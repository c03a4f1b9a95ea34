use std::collections::HashMap;

use serde::Serialize;

use crate::chunk::Op;
use crate::vm::{MemoStats, Vm};

/// Execution metrics collector. Passed into the run loop the same way the
/// debugger is; a run without one pays nothing.
#[derive(Debug, Default)]
pub struct Profiler {
    instruction_count: u64,
    opcode_counts: HashMap<&'static str, u64>,
    ip_counts: HashMap<usize, u64>,
    samples: HashMap<String, u64>,
}

#[derive(Serialize)]
struct Report<'a> {
    instruction_count: u64,
    opcode_counts: &'a HashMap<&'static str, u64>,
    ip_hotspots: &'a HashMap<usize, u64>,
    decode_cache: CacheReport,
}

#[derive(Serialize)]
struct CacheReport {
    hits: u64,
    misses: u64,
}

impl Profiler {
    pub fn new() -> Self {
        Self::default()
    }

    pub fn record(&mut self, vm: &Vm, ip: usize, op: Op) {
        self.instruction_count += 1;
        *self.opcode_counts.entry(op.mnemonic()).or_default() += 1;
        *self.ip_counts.entry(ip).or_default() += 1;
        *self.samples.entry(folded_stack(vm, ip)).or_default() += 1;
    }

    pub fn instruction_count(&self) -> u64 {
        self.instruction_count
    }

    pub fn opcode_count(&self, op: Op) -> u64 {
        self.opcode_counts.get(op.mnemonic()).copied().unwrap_or(0)
    }

    /// JSON metrics report; decode-cache stats come from the VM because the
    /// memo lives there.
    pub fn report(&self, memo: MemoStats) -> String {
        let report = Report {
            instruction_count: self.instruction_count,
            opcode_counts: &self.opcode_counts,
            ip_hotspots: &self.ip_counts,
            decode_cache: CacheReport {
                hits: memo.hits,
                misses: memo.misses,
            },
        };
        serde_json::to_string_pretty(&report).unwrap_or_else(|_| "{}".to_string())
    }

    /// Folded-stack samples for flamegraph tooling, one `stack count` line
    /// per distinct call path, sorted for stable output.
    pub fn flamegraph(&self) -> String {
        let mut lines: Vec<String> = self
            .samples
            .iter()
            .map(|(stack, count)| format!("{stack} {count}\n"))
            .collect();
        lines.sort();
        lines.concat()
    }
}

fn folded_stack(vm: &Vm, ip: usize) -> String {
    let mut parts = vec!["root".to_string()];
    for frame in vm.frames() {
        parts.push(format!("call@{}", frame.call_site));
    }
    parts.push(format!("chunk_{ip}"));
    parts.join(";")
}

────────────────────────────────────────

Repeat word for word from the line holding "for stable output." down to the last line above, including both.

Expected answer:
    /// per distinct call path, sorted for stable output.
    pub fn flamegraph(&self) -> String {
        let mut lines: Vec<String> = self
            .samples
            .iter()
            .map(|(stack, count)| format!("{stack} {count}\n"))
            .collect();
        lines.sort();
        lines.concat()
    }
}

fn folded_stack(vm: &Vm, ip: usize) -> String {
    let mut parts = vec!["root".to_string()];
    for frame in vm.frames() {
        parts.push(format!("call@{}", frame.call_site));
    }
    parts.push(format!("chunk_{ip}"));
    parts.join(";")
}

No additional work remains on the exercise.